J’ai fait part aux imprimeurs d’Utrecht de votre conseil [3], qui a plu tout à fait, puisque dix-sept feuilles en sont même déjà imprimées, et ils désirent ardemment terminer le reste le plus vite possible. C’est pourquoi je vous prie de presser l’ ami parisien [4], si le temps manque, de bien vouloir confier l’affaire à un autre, afin que les ajouts de Bergier, très vivement désirés, ne retardent pas l’achèvement de l’œuvre ou plutôt de ce volume. Les deux volumes d’ Hilarion de Coste [5] ont été les bienvenus et je prendrai soin que vous les receviez très tôt à moins que mon attention n’en soit pas détournée. Utilisez comme il vous convient les dissertations germaniques que je vous ai envoyées [6], de même que tout mon apport quelque maigre qu’il soit. Mais dites-moi si Leers ne va pas vendre votre Dictionnaire avant que vous n’ayez ajouté la troisième partie [7]. Portez-vous bien, même quand le très distingué Bernard, ornement de l’Angleterre, vous a quitté [8].
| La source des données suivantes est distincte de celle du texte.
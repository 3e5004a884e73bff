//! Error taxonomy for the auth core.

/// Failure classes the auth core distinguishes.
///
/// Store failures are always `Infrastructure`, never an auth failure;
/// the web layer maps the variants to 401 / 403 / 500.
#[derive(Debug, thiserror::Error)]
pub enum AuthError {
    /// Missing, invalid, or expired credential.
    #[error("unauthorized")]
    Unauthorized,
    /// External identity verification failed. Which check failed is
    /// logged internally and never surfaced to the caller.
    #[error("forbidden")]
    Forbidden,
    /// Store unavailable, timed out, or returned garbage.
    #[error("infrastructure error: {0}")]
    Infrastructure(String),
}

impl From<rusqlite::Error> for AuthError {
    fn from(e: rusqlite::Error) -> Self {
        AuthError::Infrastructure(e.to_string())
    }
}
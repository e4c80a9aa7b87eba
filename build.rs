// Build script that mirrors the static site (page + wasm-pack output) into `dist/`.
use std::path::Path;

use fs_extra::dir::{copy, CopyOptions};

fn main() {
    println!("cargo:rerun-if-changed=static");

    let static_dir = Path::new("static");
    if !static_dir.exists() {
        return;
    }

    let out_dir = Path::new("dist");
    if out_dir.exists() {
        std::fs::remove_dir_all(out_dir).ok();
    }
    if let Err(err) = std::fs::create_dir_all(out_dir) {
        println!("cargo:warning=could not create dist/: {err}");
        return;
    }

    let options = CopyOptions::new().overwrite(true).content_only(true);
    if let Err(err) = copy(static_dir, out_dir, &options) {
        println!("cargo:warning=copying static/ to dist/ failed: {err}");
    }
}
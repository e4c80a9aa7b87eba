//! # cat_gl_wasm
//!
//! Two small WebGL demos driven from Rust: a rotating cat built from seven cubes,
//! and a triangle whose shaders can be edited live in the page.
//!
//! Everything that does not touch the browser (colour parsing, parameters,
//! matrices, geometry, program bookkeeping and the frame state machine) builds on
//! every target, so it can be tested with a plain `cargo test`.

pub mod color;
pub mod config;
pub mod error;
pub mod geometry;
pub mod params;
pub mod program;
pub mod render_loop;
pub mod shaders;
pub mod transform;

// Only compile wasm-specific code when targeting wasm32.

#[cfg(target_arch = "wasm32")]
pub mod wasm {
    use std::cell::RefCell;

    use wasm_bindgen::prelude::*;

    use crate::config::DemoConfig;
    use crate::error::DemoError;

    pub mod buffers;
    pub mod cat;
    pub mod controls;
    pub mod render;
    pub mod shader;
    pub mod triangle;

    impl From<JsValue> for DemoError {
        fn from(value: JsValue) -> Self {
            DemoError::Js(value.as_string().unwrap_or_else(|| format!("{value:?}")))
        }
    }

    impl From<DemoError> for JsValue {
        fn from(err: DemoError) -> Self {
            JsValue::from_str(&err.to_string())
        }
    }

    thread_local! {
        static RUNNING: RefCell<Vec<render::LoopHandle>> = const { RefCell::new(Vec::new()) };
    }

    fn report(demo: &str, err: &DemoError, alert_user: bool) {
        if !err.is_user_facing() {
            log::debug!("{demo} skipped: {err}");
            return;
        }
        log::error!("{demo}: {err}");
        if alert_user {
            controls::alert(&err.to_string());
        }
    }

    #[wasm_bindgen(start)]
    pub fn main() -> Result<(), JsValue> {
        console_error_panic_hook::set_once();

        let config = DemoConfig::default();
        let window = web_sys::window().ok_or("no window")?;
        let document = window.document().ok_or("no document")?;

        let page_level = document
            .body()
            .and_then(|body| body.get_attribute("data-log-level"));
        let level = config.log_level_from(page_level.as_deref());
        if console_log::init_with_level(level).is_err() {
            web_sys::console::warn_1(&"logger already initialised".into());
        }

        // Each demo stands alone: one failing must not keep the other from running.
        match cat::start(&document, &config.cat) {
            Ok(handle) => RUNNING.with(|running| running.borrow_mut().push(handle)),
            Err(err) => report("cat demo", &err, false),
        }
        match triangle::start(&document, &config.triangle) {
            Ok(handle) => RUNNING.with(|running| running.borrow_mut().push(handle)),
            Err(err) => report("shader sandbox", &err, true),
        }

        Ok(())
    }

    /// Stop every running render loop and release its callback. For pages that
    /// tear the canvases down without unloading.
    #[wasm_bindgen]
    pub fn stop_demos() {
        let handles = RUNNING.with(|running| std::mem::take(&mut *running.borrow_mut()));
        for handle in &handles {
            handle.stop();
        }
        log::info!("stopped {} render loop(s)", handles.len());
    }
}
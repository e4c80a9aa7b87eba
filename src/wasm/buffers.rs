use js_sys::{Float32Array, Object, Uint16Array};
use web_sys::{WebGl2RenderingContext as GL, WebGlBuffer};

use crate::error::DemoError;
use crate::geometry::{CUBE_INDICES, CUBE_POSITIONS, TRIANGLE_POSITIONS};

/// A write-once GPU buffer, deleted on drop.
pub struct StaticBuffer {
    gl: GL,
    buffer: WebGlBuffer,
    target: u32,
}

impl StaticBuffer {
    fn upload(gl: &GL, target: u32, data: &Object) -> Result<Self, DemoError> {
        let buffer = gl
            .create_buffer()
            .ok_or_else(|| DemoError::Js("create_buffer returned null".into()))?;
        gl.bind_buffer(target, Some(&buffer));
        gl.buffer_data_with_array_buffer_view(target, data, GL::STATIC_DRAW);
        Ok(Self {
            gl: gl.clone(),
            buffer,
            target,
        })
    }

    pub fn bind(&self) {
        self.gl.bind_buffer(self.target, Some(&self.buffer));
    }
}

impl Drop for StaticBuffer {
    fn drop(&mut self) {
        self.gl.delete_buffer(Some(&self.buffer));
    }
}

pub struct CubeBuffers {
    pub vertices: StaticBuffer,
    pub indices: StaticBuffer,
}

impl CubeBuffers {
    pub fn upload(gl: &GL) -> Result<Self, DemoError> {
        Ok(Self {
            vertices: StaticBuffer::upload(
                gl,
                GL::ARRAY_BUFFER,
                &Float32Array::from(&CUBE_POSITIONS[..]),
            )?,
            indices: StaticBuffer::upload(
                gl,
                GL::ELEMENT_ARRAY_BUFFER,
                &Uint16Array::from(&CUBE_INDICES[..]),
            )?,
        })
    }
}

pub fn upload_triangle(gl: &GL) -> Result<StaticBuffer, DemoError> {
    StaticBuffer::upload(gl, GL::ARRAY_BUFFER, &Float32Array::from(&TRIANGLE_POSITIONS[..]))
}
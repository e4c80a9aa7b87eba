//! Error types shared by both demos.

use crate::program::ShaderStage;

/// A control emitted a value that could not be turned into a parameter.
#[derive(thiserror::Error, Debug, Clone, PartialEq, Eq)]
pub enum InputError {
    #[error("not a number: {0:?}")]
    NotANumber(String),

    #[error("expected #RRGGBB, got {0:?}")]
    BadHexColor(String),
}

#[derive(thiserror::Error, Debug, Clone, PartialEq, Eq)]
pub enum ShaderError {
    #[error("failed to create {0} shader")]
    CreateShader(ShaderStage),

    #[error("failed to create shader program")]
    CreateProgram,

    #[error("{stage} shader compilation failed:\n{log}")]
    Compile { stage: ShaderStage, log: String },

    #[error("shader program link failed:\n{log}")]
    Link { log: String },
}

/// Reasons a demo could not be brought up.
#[derive(thiserror::Error, Debug, Clone, PartialEq, Eq)]
pub enum DemoError {
    /// A required element id is absent from the page. The demo is skipped quietly.
    #[error("element #{0} not found")]
    MissingElement(&'static str),

    /// The canvas could not hand out a WebGL2 context.
    #[error("WebGL is not available in this browser")]
    ContextUnavailable,

    /// Anything the browser threw at us, stringified.
    #[error("browser error: {0}")]
    Js(String),
}

impl DemoError {
    /// Whether the failure should be surfaced to the person looking at the page.
    pub fn is_user_facing(&self) -> bool {
        !matches!(self, DemoError::MissingElement(_))
    }
}
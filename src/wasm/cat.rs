use std::cell::RefCell;
use std::rc::Rc;

use wasm_bindgen::JsCast;
use web_sys::{Document, HtmlCanvasElement, WebGl2RenderingContext as GL, WebGlUniformLocation};

use super::buffers::CubeBuffers;
use super::controls::{bind_param, optional, require};
use super::render::{self, fit_canvas, LoopHandle};
use super::shader::{compile_program, Program};
use crate::config::CatConfig;
use crate::error::{DemoError, ShaderError};
use crate::geometry::{CUBE_COMPONENTS, CUBE_INDEX_COUNT};
use crate::params::CatParams;
use crate::program::ProgramSlot;
use crate::render_loop::{RotationAccumulator, Scene};
use crate::shaders::{
    CAT_FRAGMENT_SHADER, CAT_VERTEX_SHADER, COLOR_UNIFORM, MVP_UNIFORM, POSITION_ATTRIBUTE,
};
use crate::transform::cat_mvps;

const CLEAR_COLOR: [f32; 4] = [0.9, 0.9, 0.9, 1.0];

/// The cat's program with its locations resolved up front.
pub struct CatProgram {
    program: Program,
    position: u32,
    mvp: WebGlUniformLocation,
    color: WebGlUniformLocation,
}

impl CatProgram {
    pub fn compile(gl: &GL) -> Result<Self, ShaderError> {
        let program = compile_program(gl, CAT_VERTEX_SHADER, CAT_FRAGMENT_SHADER)?;
        let missing = |name: &str| ShaderError::Link {
            log: format!("{name} is not active in the linked program"),
        };
        Ok(Self {
            position: program
                .attrib_location(POSITION_ATTRIBUTE)
                .ok_or_else(|| missing(POSITION_ATTRIBUTE))?,
            mvp: program
                .uniform_location(MVP_UNIFORM)
                .ok_or_else(|| missing(MVP_UNIFORM))?,
            color: program
                .uniform_location(COLOR_UNIFORM)
                .ok_or_else(|| missing(COLOR_UNIFORM))?,
            program,
        })
    }
}

pub struct CatScene {
    gl: GL,
    canvas: HtmlCanvasElement,
    program: ProgramSlot<CatProgram>,
    buffers: CubeBuffers,
    params: Rc<RefCell<CatParams>>,
    spin: RotationAccumulator,
}

impl CatScene {
    fn draw(&self, program: &CatProgram, params: &CatParams, aspect: f32) {
        let gl = &self.gl;

        gl.use_program(Some(program.program.raw()));

        self.buffers.vertices.bind();
        gl.vertex_attrib_pointer_with_i32(
            program.position,
            CUBE_COMPONENTS,
            GL::FLOAT,
            false,
            0,
            0,
        );
        gl.enable_vertex_attrib_array(program.position);
        self.buffers.indices.bind();

        gl.uniform4fv_with_f32_array(Some(&program.color), &params.color);
        for mvp in cat_mvps(aspect, params.camera_distance, self.spin.angle()) {
            gl.uniform_matrix4fv_with_f32_array(Some(&program.mvp), false, &mvp.to_cols_array());
            gl.draw_elements_with_i32(GL::TRIANGLES, CUBE_INDEX_COUNT, GL::UNSIGNED_SHORT, 0);
        }
    }
}

impl Scene for CatScene {
    fn name(&self) -> &'static str {
        "cat demo"
    }

    fn render_frame(&mut self, delta_seconds: f32) {
        let params = *self.params.borrow();
        let aspect = fit_canvas(&self.canvas);
        let gl = &self.gl;

        gl.viewport(0, 0, self.canvas.width() as i32, self.canvas.height() as i32);
        let [r, g, b, a] = CLEAR_COLOR;
        gl.clear_color(r, g, b, a);
        gl.clear_depth(1.0);
        gl.enable(GL::DEPTH_TEST);
        gl.depth_func(GL::LEQUAL);
        gl.clear(GL::COLOR_BUFFER_BIT | GL::DEPTH_BUFFER_BIT);

        let Some(program) = self.program.current() else {
            return;
        };
        self.draw(&program, &params, aspect);
        self.spin.advance(delta_seconds, params.rotation_speed);
    }
}

/// Bring up the cat demo. Sliders and the colour picker are optional.
pub fn start(document: &Document, config: &CatConfig) -> Result<LoopHandle, DemoError> {
    let canvas: HtmlCanvasElement = require(document, config.canvas_id)?;
    let gl: GL = canvas
        .get_context("webgl2")?
        .ok_or(DemoError::ContextUnavailable)?
        .dyn_into()
        .map_err(|_| DemoError::ContextUnavailable)?;

    let params = Rc::new(RefCell::new(config.initial));
    let listeners = [
        bind_param(
            optional(document, config.rotation_slider_id),
            &params,
            "rotation speed",
            CatParams::set_rotation_speed,
        )?,
        bind_param(
            optional(document, config.zoom_slider_id),
            &params,
            "camera distance",
            CatParams::set_camera_distance,
        )?,
        bind_param(
            optional(document, config.color_picker_id),
            &params,
            "cat colour",
            CatParams::set_color,
        )?,
    ];

    // A failed compile leaves the slot empty; the loop then just clears each frame.
    let mut program = ProgramSlot::empty();
    if let Err(err) = program.replace_with(|| CatProgram::compile(&gl)) {
        log::error!("cat demo: {err}");
    }
    if !program.is_ready() {
        log::warn!("cat demo: no usable program, frames will only clear");
    }

    let buffers = CubeBuffers::upload(&gl)?;
    let scene = CatScene {
        gl,
        canvas,
        program,
        buffers,
        params,
        spin: RotationAccumulator::new(),
    };
    log::info!("cat demo running");
    Ok(render::start(scene, listeners.into_iter().flatten().collect())?)
}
Au revoir, notre très aimé, et continuez à m’aimer comme vous faites.
Donnée à Gouda le 7 e jour avant les Ides de novembre 1696.
Notes :
[2] Almeloveen répond aux remarques de Bayle dans sa lettre du 26 octobre (Lettre 1167).
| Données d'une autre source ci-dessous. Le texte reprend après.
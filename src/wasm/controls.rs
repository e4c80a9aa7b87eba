use std::cell::RefCell;
use std::fmt::Display;
use std::rc::Rc;

use wasm_bindgen::{closure::Closure, JsCast, JsValue};
use web_sys::{Document, Element, Event, EventTarget, HtmlInputElement};

use crate::error::DemoError;

/// Look up `id` and cast it, or report it missing.
pub fn require<T: JsCast>(document: &Document, id: &'static str) -> Result<T, DemoError> {
    optional(document, id).ok_or(DemoError::MissingElement(id))
}

/// Look up `id` and cast it; absent or wrongly-typed elements yield `None`.
pub fn optional<T: JsCast>(document: &Document, id: &str) -> Option<T> {
    document
        .get_element_by_id(id)
        .and_then(|el| el.dyn_into::<T>().ok())
}

/// An event listener that stays registered until the value is dropped.
pub struct Listener {
    target: EventTarget,
    event: &'static str,
    closure: Closure<dyn FnMut(Event)>,
}

impl Listener {
    fn attach(
        target: &EventTarget,
        event: &'static str,
        closure: Closure<dyn FnMut(Event)>,
    ) -> Result<Self, JsValue> {
        target.add_event_listener_with_callback(event, closure.as_ref().unchecked_ref())?;
        Ok(Self {
            target: target.clone(),
            event,
            closure,
        })
    }
}

impl Drop for Listener {
    fn drop(&mut self) {
        let callback: &js_sys::Function = self.closure.as_ref().unchecked_ref();
        if let Err(err) = self.target.remove_event_listener_with_callback(self.event, callback) {
            log::warn!("could not remove {} listener: {err:?}", self.event);
        }
    }
}

/// Run `handler` with the input's value on every `input` event.
pub fn on_input(
    input: &HtmlInputElement,
    mut handler: impl FnMut(&str) + 'static,
) -> Result<Listener, JsValue> {
    let source = input.clone();
    let closure = Closure::wrap(Box::new(move |_event: Event| {
        handler(&source.value());
    }) as Box<dyn FnMut(_)>);
    Listener::attach(input.as_ref(), "input", closure)
}

pub fn on_click(
    element: &Element,
    mut handler: impl FnMut() + 'static,
) -> Result<Listener, JsValue> {
    let closure = Closure::wrap(Box::new(move |_event: Event| {
        handler();
    }) as Box<dyn FnMut(_)>);
    Listener::attach(element.as_ref(), "click", closure)
}

/// Wire an optional input to a parameter setter. Parse failures are logged and
/// leave the parameter as it was.
pub fn bind_param<P, E>(
    input: Option<HtmlInputElement>,
    params: &Rc<RefCell<P>>,
    what: &'static str,
    set: fn(&mut P, &str) -> Result<(), E>,
) -> Result<Option<Listener>, JsValue>
where
    P: 'static,
    E: Display,
{
    let Some(input) = input else {
        log::debug!("no control for {what}; keeping default");
        return Ok(None);
    };
    let params = params.clone();
    on_input(&input, move |raw| {
        if let Err(err) = set(&mut params.borrow_mut(), raw) {
            log::warn!("ignoring {what} input: {err}");
        }
    })
    .map(Some)
}

/// Blocking browser alert. Used for failures the person at the page has to act on.
pub fn alert(message: &str) {
    if let Some(window) = web_sys::window() {
        window.alert_with_message(message).ok();
    }
}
[3] Bayle avait suggéré que le supplément, constitué par les notes de l’auteur, soit ajouté sous forme d’appendice à la traduction latine par Henninius du livre de Nicolas Bergier, Histoire des grands chemins de l’empire romain (Paris 1622, 4°) : voir Lettre 1167, n.3. En effet, Oudinet, qui devait fournir les notes de Bergier, était pris par ses fonctions et par ses obligations à Fontainebleau : voir Lettre 1193.
[5] Sur l’ouvrage d’ Hilarion de Coste, voir Lettres 1051, n.2, 1121, n.6, 1123, n.4 et 1167, n.4.
[6] Sur ces dissertations, qui ne sont jamais nommées explicitement, voir Lettre 1167, n.7.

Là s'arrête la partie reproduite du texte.